In the ’80s, Mr. Lloyd re-emerged after a long absence, and his quartet, which recalls the solemn intensity of John Coltrane’s classic foursome of the early ’60s, became one of the leading bands in jazz. Now, on his latest recording, “I Long to See You” (Blue Note), he is featuring a new band, the Marvels, and a new sound. Through Feb. 20, he will tour North America and perform in several configurations, mostly with his new ensemble.

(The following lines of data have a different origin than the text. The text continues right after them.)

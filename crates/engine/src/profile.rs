//! Investor profile classifier.
//!
//! The model is trained offline and exported as JSON: the ordered feature
//! names, a label encoder (list of known values) per categorical feature,
//! the output classes and a forest of decision trees. Each leaf holds a
//! weight per class; the forest averages them and picks the best class.

use std::{collections::HashMap, path::Path};

use serde::{Deserialize, Serialize};

use crate::{EngineError, ResultEngine};

/// Answers collected by the onboarding questionnaire.
#[derive(Clone, Debug, Default, PartialEq, Eq, Serialize, Deserialize)]
pub struct ProfileFeatures {
    pub age: String,
    pub sex: String,
    pub nationality: String,
    pub income_bracket: String,
    pub investment_knowledge: String,
    pub employment_status: String,
}

impl ProfileFeatures {
    fn get(&self, name: &str) -> Option<&str> {
        let value = match name {
            "age" => &self.age,
            "sex" => &self.sex,
            "nationality" => &self.nationality,
            "income_bracket" => &self.income_bracket,
            "investment_knowledge" => &self.investment_knowledge,
            "employment_status" => &self.employment_status,
            _ => return None,
        };
        Some(value.as_str())
    }
}

#[derive(Clone, Debug, PartialEq, Eq, Serialize, Deserialize)]
#[serde(rename_all = "snake_case")]
pub enum Prediction {
    Profile(String),
    /// No model is loaded.
    Unavailable,
}

#[derive(Clone, Debug, PartialEq, Serialize, Deserialize)]
#[serde(untagged)]
pub enum TreeNode {
    /// Samples with `x[feature] <= threshold` go `left`.
    Split {
        feature: usize,
        threshold: f64,
        left: usize,
        right: usize,
    },
    Leaf { value: Vec<f64> },
}

#[derive(Clone, Debug, PartialEq, Serialize, Deserialize)]
pub struct DecisionTree {
    /// Node 0 is the root.
    pub nodes: Vec<TreeNode>,
}

impl DecisionTree {
    fn leaf(&self, row: &[f64]) -> Option<&[f64]> {
        let mut index = 0;
        // A well formed tree reaches a leaf in fewer steps than it has nodes.
        for _ in 0..self.nodes.len() {
            match self.nodes.get(index)? {
                TreeNode::Leaf { value } => return Some(value),
                TreeNode::Split {
                    feature,
                    threshold,
                    left,
                    right,
                } => {
                    let x = row.get(*feature).copied().unwrap_or(0.0);
                    index = if x <= *threshold { *left } else { *right };
                }
            }
        }
        None
    }
}

#[derive(Clone, Debug, PartialEq, Serialize, Deserialize)]
pub struct ProfileModel {
    pub features: Vec<String>,
    #[serde(default)]
    pub encoders: HashMap<String, Vec<String>>,
    pub classes: Vec<String>,
    pub trees: Vec<DecisionTree>,
}

impl ProfileModel {
    pub fn from_json(raw: &str) -> ResultEngine<Self> {
        let model: Self = serde_json::from_str(raw)?;
        model.validate()?;
        Ok(model)
    }

    fn validate(&self) -> ResultEngine<()> {
        let invalid = |msg: String| Err(EngineError::Serialization(msg));
        if self.classes.is_empty() {
            return invalid("model has no classes".to_string());
        }
        if self.trees.is_empty() {
            return invalid("model has no trees".to_string());
        }
        for (t, tree) in self.trees.iter().enumerate() {
            if tree.nodes.is_empty() {
                return invalid(format!("tree {t} is empty"));
            }
            for node in &tree.nodes {
                match node {
                    TreeNode::Split {
                        feature,
                        left,
                        right,
                        ..
                    } => {
                        if *feature >= self.features.len()
                            || *left >= tree.nodes.len()
                            || *right >= tree.nodes.len()
                        {
                            return invalid(format!("tree {t} has an out of range split"));
                        }
                    }
                    TreeNode::Leaf { value } => {
                        if value.len() != self.classes.len() {
                            return invalid(format!(
                                "tree {t} has a leaf with {} weights, expected {}",
                                value.len(),
                                self.classes.len()
                            ));
                        }
                    }
                }
            }
        }
        Ok(())
    }

    /// Feature vector in model order.
    ///
    /// Unknown categorical values encode as 0, numeric values that do not
    /// parse become 0.
    fn encode(&self, features: &ProfileFeatures) -> Vec<f64> {
        self.features
            .iter()
            .map(|name| {
                let raw = features.get(name).unwrap_or_default().trim();
                match self.encoders.get(name) {
                    Some(known) => known.iter().position(|v| v == raw).unwrap_or(0) as f64,
                    None => raw.parse::<f64>().ok().filter(|x| x.is_finite()).unwrap_or(0.0),
                }
            })
            .collect()
    }

    pub fn predict(&self, features: &ProfileFeatures) -> Option<&str> {
        let row = self.encode(features);
        let mut totals = vec![0.0; self.classes.len()];
        for tree in &self.trees {
            let Some(leaf) = tree.leaf(&row) else {
                tracing::warn!("profile tree did not reach a leaf, skipping it");
                continue;
            };
            let weight: f64 = leaf.iter().sum();
            if weight <= 0.0 {
                continue;
            }
            for (total, w) in totals.iter_mut().zip(leaf) {
                *total += w / weight;
            }
        }
        // First class wins ties.
        let (best, _) = totals
            .iter()
            .enumerate()
            .fold((0, f64::MIN), |(best, max), (i, &v)| {
                if v > max { (i, v) } else { (best, max) }
            });
        self.classes.get(best).map(String::as_str)
    }
}

/// Holds the loaded model, if any. Cheap to share behind an `Arc`.
#[derive(Clone, Debug, Default)]
pub struct ProfileClassifier {
    model: Option<ProfileModel>,
}

impl ProfileClassifier {
    pub fn unavailable() -> Self {
        Self::default()
    }

    pub fn from_model(model: ProfileModel) -> Self {
        Self { model: Some(model) }
    }

    /// Loads the model at `path`. Any failure leaves the classifier
    /// unavailable.
    pub fn load(path: Option<&Path>) -> Self {
        let Some(path) = path else {
            tracing::info!("no profile model configured, predictions disabled");
            return Self::unavailable();
        };
        let model = std::fs::read_to_string(path)
            .map_err(|err| EngineError::Serialization(err.to_string()))
            .and_then(|raw| ProfileModel::from_json(&raw));
        match model {
            Ok(model) => {
                tracing::info!(
                    "loaded profile model from {} ({} trees)",
                    path.display(),
                    model.trees.len()
                );
                Self::from_model(model)
            }
            Err(err) => {
                tracing::warn!("cannot load profile model {}: {err}", path.display());
                Self::unavailable()
            }
        }
    }

    pub fn is_available(&self) -> bool {
        self.model.is_some()
    }

    pub fn predict_profile(&self, features: &ProfileFeatures) -> Prediction {
        match self.model.as_ref().and_then(|model| model.predict(features)) {
            Some(label) => Prediction::Profile(label.to_string()),
            None => Prediction::Unavailable,
        }
    }
}

#[cfg(test)]
mod tests {
    use super::*;

    const MODEL: &str = r#"{
        "features": ["age", "income_bracket", "investment_knowledge"],
        "encoders": {
            "income_bracket": ["high", "low", "medium"],
            "investment_knowledge": ["advanced", "basic", "none"]
        },
        "classes": ["aggressive", "conservative", "moderate"],
        "trees": [
            {"nodes": [
                {"feature": 0, "threshold": 35.0, "left": 1, "right": 2},
                {"value": [3.0, 0.0, 1.0]},
                {"value": [0.0, 4.0, 0.0]}
            ]},
            {"nodes": [
                {"feature": 2, "threshold": 0.5, "left": 1, "right": 2},
                {"value": [1.0, 0.0, 0.0]},
                {"value": [0.0, 1.0, 1.0]}
            ]}
        ]
    }"#;

    fn classifier() -> ProfileClassifier {
        ProfileClassifier::from_model(ProfileModel::from_json(MODEL).unwrap())
    }

    fn features(age: &str, knowledge: &str) -> ProfileFeatures {
        ProfileFeatures {
            age: age.to_string(),
            income_bracket: "medium".to_string(),
            investment_knowledge: knowledge.to_string(),
            ..ProfileFeatures::default()
        }
    }

    #[test]
    fn forest_vote() {
        let classifier = classifier();
        assert_eq!(
            classifier.predict_profile(&features("25", "advanced")),
            Prediction::Profile("aggressive".to_string())
        );
        assert_eq!(
            classifier.predict_profile(&features("60", "none")),
            Prediction::Profile("conservative".to_string())
        );
    }

    #[test]
    fn unknown_values_encode_as_zero() {
        let classifier = classifier();
        // "expert" is unknown and maps to "advanced"; garbage age maps to 0.
        assert_eq!(
            classifier.predict_profile(&features("twenty", "expert")),
            Prediction::Profile("aggressive".to_string())
        );
    }

    #[test]
    fn missing_model_is_unavailable() {
        let missing = ProfileClassifier::load(Some(Path::new("/nonexistent/profile.json")));
        assert!(!missing.is_available());
        assert_eq!(
            missing.predict_profile(&features("30", "basic")),
            Prediction::Unavailable
        );
        assert!(!ProfileClassifier::load(None).is_available());
    }

    #[test]
    fn malformed_models_are_rejected() {
        assert!(ProfileModel::from_json("{").is_err());
        let bad_leaf = MODEL.replace("[3.0, 0.0, 1.0]", "[3.0, 0.0]");
        assert!(ProfileModel::from_json(&bad_leaf).is_err());
        let bad_child = MODEL.replace("\"left\": 1, \"right\": 2}", "\"left\": 9, \"right\": 2}");
        assert!(ProfileModel::from_json(&bad_child).is_err());
    }

    #[test]
    fn prediction_json_shape() {
        let json = serde_json::to_value(Prediction::Profile("moderate".to_string())).unwrap();
        assert_eq!(json, serde_json::json!({"profile": "moderate"}));
        let json = serde_json::to_value(Prediction::Unavailable).unwrap();
        assert_eq!(json, serde_json::json!("unavailable"));
    }
}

The Marvels has two holdovers from Mr. Lloyd’s quartet, drummer Eric Harland and bassist Reuben Rogers. But instead of a piano, which was usually played by Jason Moran or Gerald Clayton, the new band showcases two guitarists, Bill Frisell and pedal-steel master Greg Leisz. Mr. Frisell counts the band that Mr. Lloyd led in the ’60s with drummer Jack DeJohnette and pianist Keith Jarrett as a formative influence on his development as a musician. And the Marvels’ sound—rustic, built along the keening lines of the guitars, and leaning toward a jazz/Americana fusion—has been Mr. Frisell’s signature since he began leading bands in the ’80s. He and Mr. Lloyd met in 2013 and played together at UCLA’s Royce Hall; Mr. Lloyd invited Mr. Leisz to perform at that show, and the Marvels took shape.

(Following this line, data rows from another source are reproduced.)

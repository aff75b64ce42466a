//! Read models combining several tables for one screen.

use sea_orm::TransactionTrait;
use serde::{Deserialize, Serialize};
use uuid::Uuid;

use crate::{
    Currency, Money, MonthKey, MonthlySummary, PlannedItem, ResultEngine, summarize_month,
};

use super::{Engine, current_month, with_tx};

#[derive(Clone, Debug, PartialEq, Serialize, Deserialize)]
pub struct Dashboard {
    pub currency: Currency,
    pub summary: MonthlySummary,
}

#[derive(Clone, Debug, PartialEq, Eq, Serialize, Deserialize)]
pub struct PlannerCategory {
    pub category_id: Uuid,
    pub name: String,
    pub color: String,
    pub budget_percent: u8,
    /// Budget allowed by the category percentage.
    pub rule_limit: Money,
    pub planned_total: Money,
    pub spent: Money,
    pub items: Vec<PlannedItem>,
}

#[derive(Clone, Debug, PartialEq, Eq, Serialize, Deserialize)]
pub struct BudgetPlanner {
    pub month: MonthKey,
    pub currency: Currency,
    pub monthly_income: Money,
    pub categories: Vec<PlannerCategory>,
    pub grand_total: Money,
}

impl Engine {
    /// Monthly summary of the user, current month by default.
    pub async fn dashboard(
        &self,
        user_id: &str,
        month: Option<MonthKey>,
    ) -> ResultEngine<Dashboard> {
        let month = month.unwrap_or_else(current_month);
        with_tx!(self, |db_tx| {
            let user = self.require_user(&db_tx, user_id).await?;
            let income = Self::load_income(&db_tx, user_id).await?;
            let expenses = Self::load_expenses(&db_tx, user_id).await?;
            let categories = Self::load_categories(&db_tx, user_id).await?;

            let summary = summarize_month(&income, &expenses, &categories, month);
            for warning in &summary.warnings {
                tracing::debug!("user {user_id}, {month}: {warning:?}");
            }
            Ok(Dashboard {
                currency: user.currency,
                summary,
            })
        })
    }

    /// Saved plan of the month next to each category's limit and spend.
    pub async fn budget_planner(
        &self,
        user_id: &str,
        month: Option<MonthKey>,
    ) -> ResultEngine<BudgetPlanner> {
        let month = month.unwrap_or_else(current_month);
        with_tx!(self, |db_tx| {
            let user = self.require_user(&db_tx, user_id).await?;
            let income = Self::load_income(&db_tx, user_id).await?;
            let expenses = Self::load_expenses(&db_tx, user_id).await?;
            let categories = Self::load_categories(&db_tx, user_id).await?;
            let mut plan = self.load_plan(&db_tx, user_id, month).await?;

            let summary = summarize_month(&income, &expenses, &categories, month);
            let planner_categories = summary
                .categories
                .into_iter()
                .map(|status| {
                    let planned = plan
                        .categories
                        .remove(&status.category_id)
                        .unwrap_or_default();
                    PlannerCategory {
                        category_id: status.category_id,
                        name: status.name,
                        color: status.color,
                        budget_percent: status.budget_percent,
                        rule_limit: status.budget_amount,
                        planned_total: planned.total,
                        spent: status.spent,
                        items: planned.items,
                    }
                })
                .collect::<Vec<_>>();

            Ok(BudgetPlanner {
                month,
                currency: user.currency,
                monthly_income: summary.total_income,
                grand_total: planner_categories.iter().map(|c| c.planned_total).sum(),
                categories: planner_categories,
            })
        })
    }
}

“I Long to See You” leads with Bob Dylan’s classic “Masters of War,” but rather than reproducing the searing tone of the original, Mr. Lloyd is subdued. It is as if he is treating the song more as cultural artifact than protest anthem. The second piece, Mr. Lloyd’s spry “Of Course, Of Course,” rides the sort of limber rhythms found in Ornette Coleman’s early work. It feels like a holdover from the quartet, while the Dylan work is clearly a Marvel number. The recording goes back and forth between the two extremes before settling into the new style with a run of four pieces toward the end. Willie Nelson guests on “Last Night I Had the Strangest Dream” and Norah Jones covers the Billy Preston classic “You Are So Beautiful.” Both vocal performances are compelling, but Ms. Jones doesn’t quite get her song out of the shadow of Joe Cocker’s early-’70s version.

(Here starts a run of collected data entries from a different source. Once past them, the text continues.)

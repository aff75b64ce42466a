use axum::{Json, http::StatusCode, response::IntoResponse};
use engine::EngineError;

use serde::Serialize;
pub use server::{ServerState, router, run_with_listener};
pub use user::CurrentUser;

mod budget;
mod categories;
mod expenses;
mod income;
mod profile;
mod savings;
mod server;
mod user;

pub mod types {
    pub mod budget {
        pub use api_types::MonthQuery;
        pub use api_types::budget::{
            BudgetWarning, CategorySummaryView, ChartsResponse, DashboardResponse,
        };
        pub use api_types::planner::{
            PlanItemNew, PlannedItemView, PlannerCategoryView, PlannerResponse, PlannerSave,
        };
    }

    pub mod income {
        pub use api_types::Frequency;
        pub use api_types::income::{IncomeListResponse, IncomeNew, IncomeView};
    }

    pub mod expense {
        pub use api_types::expense::{ExpenseList, ExpenseListResponse, ExpenseNew, ExpenseView};
    }

    pub mod category {
        pub use api_types::category::{
            CategoryDetail, CategoryListResponse, CategoryNew, CategoryRulesResponse,
            CategoryRulesUpdate, CategoryView,
        };
    }

    pub mod savings {
        pub use api_types::savings::{
            CommitmentFormula, EmergencyFundUpdate, EmergencyFundView, SavingsGoalNew,
            SavingsGoalView, SavingsPayment, SavingsResponse,
        };
    }

    pub mod user {
        pub use api_types::user::{CurrencyUpdate, UserView};
    }

    pub mod profile {
        pub use api_types::profile::{ProfileRequest, ProfileResponse};
    }
}

pub enum ServerError {
    Engine(EngineError),
    Generic(String),
}

#[derive(Serialize)]
struct Error {
    error: String,
}

fn status_for_engine_error(err: &EngineError) -> StatusCode {
    match err {
        EngineError::KeyNotFound(_) => StatusCode::NOT_FOUND,
        EngineError::ExistingKey(_) => StatusCode::CONFLICT,
        EngineError::Database(_) | EngineError::Serialization(_) => {
            StatusCode::INTERNAL_SERVER_ERROR
        }
        EngineError::InvalidAmount(_)
        | EngineError::InvalidName(_)
        | EngineError::InvalidDate(_)
        | EngineError::InvalidId(_)
        | EngineError::InvalidPercent(_)
        | EngineError::InvalidCurrency(_)
        | EngineError::InvalidFrequency(_) => StatusCode::UNPROCESSABLE_ENTITY,
    }
}

fn message_for_engine_error(err: EngineError) -> String {
    match err {
        EngineError::Database(db_err) => {
            tracing::error!("database error: {db_err}");
            "internal server error".to_string()
        }
        EngineError::Serialization(msg) => {
            tracing::error!("serialization error: {msg}");
            "internal server error".to_string()
        }
        other => other.to_string(),
    }
}

impl IntoResponse for ServerError {
    fn into_response(self) -> axum::response::Response {
        let (status, error) = match self {
            ServerError::Engine(err) => (status_for_engine_error(&err), message_for_engine_error(err)),
            ServerError::Generic(err) => (StatusCode::BAD_REQUEST, err),
        };

        (status, Json(Error { error })).into_response()
    }
}

impl From<EngineError> for ServerError {
    fn from(value: EngineError) -> Self {
        Self::Engine(value)
    }
}
//! Application settings, read from `settings.toml` and overridden by
//! `BILLETERA__SECTION__KEY` environment variables.

use std::path::PathBuf;

use config::{Config, ConfigError, Environment, File};
use engine::CommitmentFormula;
use serde::Deserialize;

#[derive(Debug, Deserialize)]
pub struct App {
    pub level: String,
}

impl Default for App {
    fn default() -> Self {
        Self {
            level: String::from("info"),
        }
    }
}

#[derive(Debug, Deserialize)]
#[serde(rename_all = "lowercase")]
pub enum Database {
    Memory,
    Sqlite(String),
}

#[derive(Debug, Deserialize)]
pub struct Server {
    pub bind: Option<String>,
    pub port: u16,
    pub database: Database,
}

#[derive(Debug, Default, Deserialize)]
pub struct Savings {
    #[serde(default)]
    pub commitment_formula: CommitmentFormula,
}

#[derive(Debug, Default, Deserialize)]
pub struct Classifier {
    pub model_path: Option<PathBuf>,
}

#[derive(Debug, Deserialize)]
pub struct Settings {
    #[serde(default)]
    pub app: App,
    pub server: Option<Server>,
    #[serde(default)]
    pub savings: Savings,
    #[serde(default)]
    pub classifier: Classifier,
}

impl Settings {
    pub fn new() -> Result<Self, ConfigError> {
        let settings = Config::builder()
            .add_source(File::with_name("settings").required(false))
            .add_source(Environment::with_prefix("BILLETERA").separator("__"))
            .build()?;

        settings.try_deserialize()
    }
}

#[cfg(test)]
mod tests {
    use super::*;
    use config::FileFormat;

    fn parse(raw: &str) -> Settings {
        Config::builder()
            .add_source(File::from_str(raw, FileFormat::Toml))
            .build()
            .unwrap()
            .try_deserialize()
            .unwrap()
    }

    #[test]
    fn full_file() {
        let settings = parse(
            r#"
            [app]
            level = "debug"

            [server]
            bind = "0.0.0.0"
            port = 8080
            database = { sqlite = "billetera.db" }

            [savings]
            commitment_formula = "outstanding"

            [classifier]
            model_path = "models/profile.json"
            "#,
        );

        assert_eq!(settings.app.level, "debug");
        let server = settings.server.unwrap();
        assert_eq!(server.port, 8080);
        assert!(matches!(server.database, Database::Sqlite(ref path) if path == "billetera.db"));
        assert_eq!(
            settings.savings.commitment_formula,
            CommitmentFormula::Outstanding
        );
        assert_eq!(
            settings.classifier.model_path,
            Some(PathBuf::from("models/profile.json"))
        );
    }

    #[test]
    fn sections_are_optional() {
        let settings = parse(
            r#"
            [server]
            port = 3000
            database = "memory"
            "#,
        );

        assert_eq!(settings.app.level, "info");
        assert!(matches!(
            settings.server.map(|server| server.database),
            Some(Database::Memory)
        ));
        assert_eq!(
            settings.savings.commitment_formula,
            CommitmentFormula::FullGoal
        );
        assert!(settings.classifier.model_path.is_none());
    }
}
//! Investor profile prediction.

use api_types::profile::{ProfileRequest, ProfileResponse};
use axum::{Extension, Json, extract::State};
use engine::{Prediction, ProfileFeatures};

use crate::{server::ServerState, user::CurrentUser};

pub async fn predict(
    Extension(user): Extension<CurrentUser>,
    State(state): State<ServerState>,
    Json(payload): Json<ProfileRequest>,
) -> Json<ProfileResponse> {
    let features = ProfileFeatures {
        age: payload.age,
        sex: payload.sex,
        nationality: payload.nationality,
        income_bracket: payload.income_bracket,
        investment_knowledge: payload.investment_knowledge,
        employment_status: payload.employment_status,
    };

    let response = match state.classifier.predict_profile(&features) {
        Prediction::Profile(profile) => {
            tracing::debug!("user {}: predicted profile {profile}", user.id);
            ProfileResponse::Profile { profile }
        }
        Prediction::Unavailable => ProfileResponse::Unavailable { unavailable: true },
    };
    Json(response)
}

Mr. Lloyd has had a lifelong affinity for guitarists; he liked the bands he heard as a boy growing up in Memphis and his first bands in the ’60s that featured guitarist Gábor Szabó. Mr. Lloyd first made his mark with “Forest Flower: Charles Lloyd at Monterey” (Atlantic), a 1966 recording that was a substantial pop hit. His crossover success led to guest shots on recordings by the Beach Boys, the Byrds and the Doors. He retreated from jazz recording and performance and returned with “Fish Out of Water” (ECM), a 1989 recording that marked his full-time return to the scene. His quartet has become of one of the top groups in jazz, but this new recording shows him eager to tackle new challenges.